Apples for apples I

Last updated on Mar 12, 2020 9 min read R, SNA

Introduction

This is the initial Deltanomics blog post. So, in this post, I’ll cover a few different approaches to analysis and data visualisation rather quickly that provides a good overview of the types of things covered in this blog.

Let’s start with loading the packages we’ll use. Also, let’s create a ggplot theme that allows us to easily make changes when we want.

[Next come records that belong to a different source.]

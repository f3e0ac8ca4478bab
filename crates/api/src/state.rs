//! Shared application state.

use std::sync::Arc;

use sqlx::PgPool;

use planpilot_billing::SubscriptionService;

use crate::auth::{AuthState, JwtManager};
use crate::config::Config;

#[derive(Clone)]
pub struct AppState {
    pub pool: PgPool,
    pub jwt_manager: JwtManager,
    pub subscriptions: Arc<SubscriptionService>,
}

impl AppState {
    pub fn new(pool: PgPool, config: &Config) -> Self {
        let jwt_manager = JwtManager::new(&config.jwt_secret, config.jwt_expiry_hours);
        let subscriptions = Arc::new(SubscriptionService::new(pool.clone()));

        Self {
            pool,
            jwt_manager,
            subscriptions,
        }
    }

    pub fn auth_state(&self) -> AuthState {
        AuthState {
            jwt_manager: self.jwt_manager.clone(),
        }
    }
}
//! Plan key type shared between the billing engine and the API layer.

use serde::{Deserialize, Serialize};
use std::fmt;
use std::str::FromStr;

/// The four fixed plans, in catalog declaration order.
///
/// Stored as lowercase TEXT in the `accounts`, `subscriptions`, and
/// `billing_history` tables.
#[derive(Debug, Clone, Copy, PartialEq, Eq, Hash, Serialize, Deserialize)]
#[serde(rename_all = "lowercase")]
pub enum PlanKey {
    Free,
    Pro,
    Ultra,
    Extreme,
}

/// Error returned when a string is not a known plan key.
#[derive(Debug, Clone, thiserror::Error)]
#[error("unknown plan key: {0}")]
pub struct ParsePlanError(pub String);

impl PlanKey {
    pub fn as_str(&self) -> &'static str {
        match self {
            PlanKey::Free => "free",
            PlanKey::Pro => "pro",
            PlanKey::Ultra => "ultra",
            PlanKey::Extreme => "extreme",
        }
    }

    /// Whether this plan carries a recurring charge.
    /// Free-tier accounts have no subscription row by convention.
    pub fn is_paid(&self) -> bool {
        !matches!(self, PlanKey::Free)
    }
}

impl fmt::Display for PlanKey {
    fn fmt(&self, f: &mut fmt::Formatter<'_>) -> fmt::Result {
        f.write_str(self.as_str())
    }
}

impl FromStr for PlanKey {
    type Err = ParsePlanError;

    fn from_str(s: &str) -> Result<Self, Self::Err> {
        match s {
            "free" => Ok(PlanKey::Free),
            "pro" => Ok(PlanKey::Pro),
            "ultra" => Ok(PlanKey::Ultra),
            "extreme" => Ok(PlanKey::Extreme),
            other => Err(ParsePlanError(other.to_string())),
        }
    }
}

// Map to/from Postgres TEXT rather than a database enum type so the schema
// stays plain and migrations never have to ALTER TYPE.
impl sqlx::Type<sqlx::Postgres> for PlanKey {
    fn type_info() -> sqlx::postgres::PgTypeInfo {
        <&str as sqlx::Type<sqlx::Postgres>>::type_info()
    }

    fn compatible(ty: &sqlx::postgres::PgTypeInfo) -> bool {
        <&str as sqlx::Type<sqlx::Postgres>>::compatible(ty)
    }
}

impl<'q> sqlx::Encode<'q, sqlx::Postgres> for PlanKey {
    fn encode_by_ref(
        &self,
        buf: &mut sqlx::postgres::PgArgumentBuffer,
    ) -> Result<sqlx::encode::IsNull, sqlx::error::BoxDynError> {
        <&str as sqlx::Encode<'q, sqlx::Postgres>>::encode_by_ref(&self.as_str(), buf)
    }
}

impl<'r> sqlx::Decode<'r, sqlx::Postgres> for PlanKey {
    fn decode(value: sqlx::postgres::PgValueRef<'r>) -> Result<Self, sqlx::error::BoxDynError> {
        let s = <&str as sqlx::Decode<'r, sqlx::Postgres>>::decode(value)?;
        Ok(s.parse()?)
    }
}

#[cfg(test)]
mod tests {
    use super::*;

    #[test]
    fn parses_all_catalog_keys() {
        assert_eq!("free".parse::<PlanKey>().unwrap(), PlanKey::Free);
        assert_eq!("pro".parse::<PlanKey>().unwrap(), PlanKey::Pro);
        assert_eq!("ultra".parse::<PlanKey>().unwrap(), PlanKey::Ultra);
        assert_eq!("extreme".parse::<PlanKey>().unwrap(), PlanKey::Extreme);
    }

    #[test]
    fn rejects_unknown_and_mixed_case_keys() {
        assert!("enterprise".parse::<PlanKey>().is_err());
        assert!("Pro".parse::<PlanKey>().is_err());
        assert!("".parse::<PlanKey>().is_err());
    }

    #[test]
    fn display_round_trips() {
        for plan in [PlanKey::Free, PlanKey::Pro, PlanKey::Ultra, PlanKey::Extreme] {
            assert_eq!(plan.to_string().parse::<PlanKey>().unwrap(), plan);
        }
    }

    #[test]
    fn only_free_is_unpaid() {
        assert!(!PlanKey::Free.is_paid());
        assert!(PlanKey::Pro.is_paid());
        assert!(PlanKey::Ultra.is_paid());
        assert!(PlanKey::Extreme.is_paid());
    }
}
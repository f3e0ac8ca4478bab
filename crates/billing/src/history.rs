//! Billing history log: append-only record of every plan-change event.
//!
//! No update or delete operation is exposed; rows are written once inside
//! the transition engine's transaction and only ever read afterwards.

use planpilot_shared::PlanKey;
use serde::Serialize;
use time::OffsetDateTime;
use uuid::Uuid;

/// What kind of plan-change event a history row records.
///
/// `Upgrade` is written for any newly opened paid subscription regardless of
/// price direction; the UI decides how to label it. `Downgrade` is reserved
/// for moves to the free tier.
#[derive(Debug, Clone, Copy, PartialEq, Eq, Serialize)]
#[serde(rename_all = "lowercase")]
pub enum BillingEventType {
    Upgrade,
    Downgrade,
    Cancellation,
}

impl BillingEventType {
    pub fn as_str(&self) -> &'static str {
        match self {
            BillingEventType::Upgrade => "upgrade",
            BillingEventType::Downgrade => "downgrade",
            BillingEventType::Cancellation => "cancellation",
        }
    }
}

impl std::fmt::Display for BillingEventType {
    fn fmt(&self, f: &mut std::fmt::Formatter<'_>) -> std::fmt::Result {
        f.write_str(self.as_str())
    }
}

impl std::str::FromStr for BillingEventType {
    type Err = String;

    fn from_str(s: &str) -> Result<Self, Self::Err> {
        match s {
            "upgrade" => Ok(BillingEventType::Upgrade),
            "downgrade" => Ok(BillingEventType::Downgrade),
            "cancellation" => Ok(BillingEventType::Cancellation),
            other => Err(format!("unknown billing event type: {other}")),
        }
    }
}

impl sqlx::Type<sqlx::Postgres> for BillingEventType {
    fn type_info() -> sqlx::postgres::PgTypeInfo {
        <&str as sqlx::Type<sqlx::Postgres>>::type_info()
    }

    fn compatible(ty: &sqlx::postgres::PgTypeInfo) -> bool {
        <&str as sqlx::Type<sqlx::Postgres>>::compatible(ty)
    }
}

impl<'q> sqlx::Encode<'q, sqlx::Postgres> for BillingEventType {
    fn encode_by_ref(
        &self,
        buf: &mut sqlx::postgres::PgArgumentBuffer,
    ) -> Result<sqlx::encode::IsNull, sqlx::error::BoxDynError> {
        <&str as sqlx::Encode<'q, sqlx::Postgres>>::encode_by_ref(&self.as_str(), buf)
    }
}

impl<'r> sqlx::Decode<'r, sqlx::Postgres> for BillingEventType {
    fn decode(value: sqlx::postgres::PgValueRef<'r>) -> Result<Self, sqlx::error::BoxDynError> {
        let s = <&str as sqlx::Decode<'r, sqlx::Postgres>>::decode(value)?;
        s.parse().map_err(Into::into)
    }
}

/// A persisted billing history row.
///
/// `subscription_id` is a weak reference and null for pure free-tier events.
/// `status` is always `completed` in this simulation.
#[derive(Debug, Clone, Serialize, sqlx::FromRow)]
pub struct BillingHistoryEntry {
    pub id: Uuid,
    pub account_id: Uuid,
    pub subscription_id: Option<Uuid>,
    pub amount_cents: i64,
    pub plan: PlanKey,
    pub event_type: BillingEventType,
    pub status: String,
    #[serde(with = "time::serde::rfc3339")]
    pub created_at: OffsetDateTime,
}

/// Fields for appending a history entry.
#[derive(Debug, Clone)]
pub struct NewHistoryEntry {
    pub account_id: Uuid,
    pub subscription_id: Option<Uuid>,
    pub amount_cents: i64,
    pub plan: PlanKey,
    pub event_type: BillingEventType,
    pub created_at: OffsetDateTime,
}

/// Append a history entry and return its id.
pub async fn append<'e, E>(executor: E, entry: &NewHistoryEntry) -> Result<Uuid, sqlx::Error>
where
    E: sqlx::PgExecutor<'e>,
{
    sqlx::query_scalar(
        r#"
        INSERT INTO billing_history
            (account_id, subscription_id, amount_cents, plan, event_type, status, created_at)
        VALUES ($1, $2, $3, $4, $5, 'completed', $6)
        RETURNING id
        "#,
    )
    .bind(entry.account_id)
    .bind(entry.subscription_id)
    .bind(entry.amount_cents)
    .bind(entry.plan)
    .bind(entry.event_type)
    .bind(entry.created_at)
    .fetch_one(executor)
    .await
}

/// List an account's history, newest first.
pub async fn list_by_account<'e, E>(
    executor: E,
    account_id: Uuid,
) -> Result<Vec<BillingHistoryEntry>, sqlx::Error>
where
    E: sqlx::PgExecutor<'e>,
{
    sqlx::query_as::<_, BillingHistoryEntry>(
        r#"
        SELECT id, account_id, subscription_id, amount_cents, plan, event_type, status, created_at
        FROM billing_history
        WHERE account_id = $1
        ORDER BY created_at DESC, seq DESC
        "#,
    )
    .bind(account_id)
    .fetch_all(executor)
    .await
}

#[cfg(test)]
mod tests {
    use super::*;

    #[test]
    fn event_type_round_trips_through_strings() {
        for event in [
            BillingEventType::Upgrade,
            BillingEventType::Downgrade,
            BillingEventType::Cancellation,
        ] {
            let parsed: BillingEventType = event.as_str().parse().unwrap();
            assert_eq!(parsed, event);
        }
        assert!("refund".parse::<BillingEventType>().is_err());
    }
}
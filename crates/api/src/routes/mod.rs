//! Route table.

use axum::middleware;
use axum::routing::{get, post};
use axum::{Json, Router};
use serde_json::json;

use crate::auth::require_auth;
use crate::state::AppState;

pub mod auth;
pub mod subscriptions;

pub fn create_router(state: AppState) -> Router {
    let public = Router::new()
        .route("/api/health", get(health))
        .route("/api/auth/signup", post(auth::signup))
        .route("/api/auth/login", post(auth::login))
        .route("/api/subscriptions/plans", get(subscriptions::list_plans));

    let protected = Router::new()
        .route("/api/auth/me", get(auth::me))
        .route("/api/subscriptions/current", get(subscriptions::current))
        .route("/api/subscriptions/upgrade", post(subscriptions::upgrade))
        .route("/api/subscriptions/history", get(subscriptions::history))
        .layer(middleware::from_fn_with_state(
            state.auth_state(),
            require_auth,
        ));

    public.merge(protected).with_state(state)
}

async fn health() -> Json<serde_json::Value> {
    Json(json!({ "status": "ok" }))
}
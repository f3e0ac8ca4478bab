// API crate clippy configuration
#![cfg_attr(test, allow(clippy::expect_used))]
#![cfg_attr(test, allow(clippy::unwrap_used))]

//! PlanPilot API Library
//!
//! HTTP server components: configuration, JWT/password auth, routes, and
//! the shared application state.

pub mod auth;
pub mod config;
pub mod error;
pub mod routes;
pub mod state;

pub use config::Config;
pub use error::{ApiError, ApiResult};
pub use state::AppState;
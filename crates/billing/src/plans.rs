//! The static plan catalog.
//!
//! Fixed at compile time and immutable for the process lifetime. The engine
//! snapshots prices from here at transition time; a subscription or history
//! row never re-derives its amount from the catalog.

use planpilot_shared::PlanKey;
use serde::Serialize;

/// A catalog entry: display name and monthly price in cents.
#[derive(Debug, Clone, Serialize)]
pub struct PlanInfo {
    pub key: PlanKey,
    pub name: &'static str,
    pub price_cents: i64,
}

impl PlanInfo {
    /// Human-readable dollar price, e.g. `$19.99`.
    pub fn price_display(&self) -> String {
        format!("${}.{:02}", self.price_cents / 100, self.price_cents % 100)
    }
}

/// All plans, in declaration order. This order is the API listing order.
pub const CATALOG: [PlanInfo; 4] = [
    PlanInfo {
        key: PlanKey::Free,
        name: "Free",
        price_cents: 0,
    },
    PlanInfo {
        key: PlanKey::Pro,
        name: "Pro",
        price_cents: 19_99,
    },
    PlanInfo {
        key: PlanKey::Ultra,
        name: "Ultra",
        price_cents: 199_99,
    },
    PlanInfo {
        key: PlanKey::Extreme,
        name: "Extreme",
        price_cents: 499_99,
    },
];

/// Look up a plan. Total over `PlanKey`: unknown plan strings are rejected
/// earlier, when parsing into `PlanKey`.
pub fn get(key: PlanKey) -> &'static PlanInfo {
    match key {
        PlanKey::Free => &CATALOG[0],
        PlanKey::Pro => &CATALOG[1],
        PlanKey::Ultra => &CATALOG[2],
        PlanKey::Extreme => &CATALOG[3],
    }
}

/// The full catalog in declaration order.
pub fn all() -> &'static [PlanInfo] {
    &CATALOG
}
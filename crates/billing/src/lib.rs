// Test code patterns (expected in test files):
#![cfg_attr(test, allow(clippy::unwrap_used))]
#![cfg_attr(test, allow(clippy::expect_used))]

//! PlanPilot Billing Module
//!
//! The subscription lifecycle core: a static plan catalog, the transition
//! engine that moves accounts between plans, and the append-only billing
//! history behind it.
//!
//! ## Features
//!
//! - **Plan Catalog**: Fixed free/pro/ultra/extreme pricing, immutable at runtime
//! - **Transition Engine**: Atomic close-old / open-new / record-history plan changes
//! - **Subscription Ledger**: Active/cancelled subscription records, never deleted
//! - **Billing History**: Append-only audit trail of every plan-change event
//!
//! Billing is simulated; no payment gateway is involved.

pub mod accounts;
pub mod error;
pub mod history;
pub mod ledger;
pub mod plans;
pub mod subscriptions;
pub mod transition;

// Accounts
pub use accounts::{Account, AccountCredentials};

// Error
pub use error::{BillingError, BillingResult};

// History
pub use history::{BillingEventType, BillingHistoryEntry, NewHistoryEntry};

// Ledger
pub use ledger::{NewSubscription, Subscription, SubscriptionStatus};

// Plans
pub use plans::PlanInfo;

// Subscriptions
pub use subscriptions::{PlanState, SubscriptionService};

// Transition
pub use transition::{add_one_month, plan_transition, CancelStep, OpenStep, TransitionPlan};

## Libraries used in analysis
library(tidyverse)
library(magrittr)
library(scales)
library(RColorBrewer)
library(janitor)
library(ggraph)
library(tidygraph)
library(graphlayouts)
library(flextable)

## a congruent theme throughout for plots
post_theme <- function(...){
  theme(text = element_text(color = 'black', 
                            family = 'serif'), 
        axis.text = element_text(color = 'black'),
        panel.background = element_blank(), 
        axis.line.x = element_line(color = 'black'), 
        axis.ticks = element_blank(), 
        plot.margin = margin(.5, .5, .5, .5, 'cm'),
        plot.caption = element_text(hjust = 0, 
                                    face= "italic"), 
        plot.title = element_text(face = 'bold'),
        plot.subtitle = element_text(face = 'bold'),
        plot.title.position = "plot", 
        plot.caption.position =  "plot") +
          theme(...) # this bit allows us to make changes using this same function instead of calling two theme functions. 
        }

Data source

We’re going to look at some FAO data on apples. It comes from the FAO’s online data portal, which can be accessed here. The website allows users to specify the varibles they want to analysis and download them into a .csv file. This makes working with the data a breeze using the tidyverse. Let’s first take a quick look at the data.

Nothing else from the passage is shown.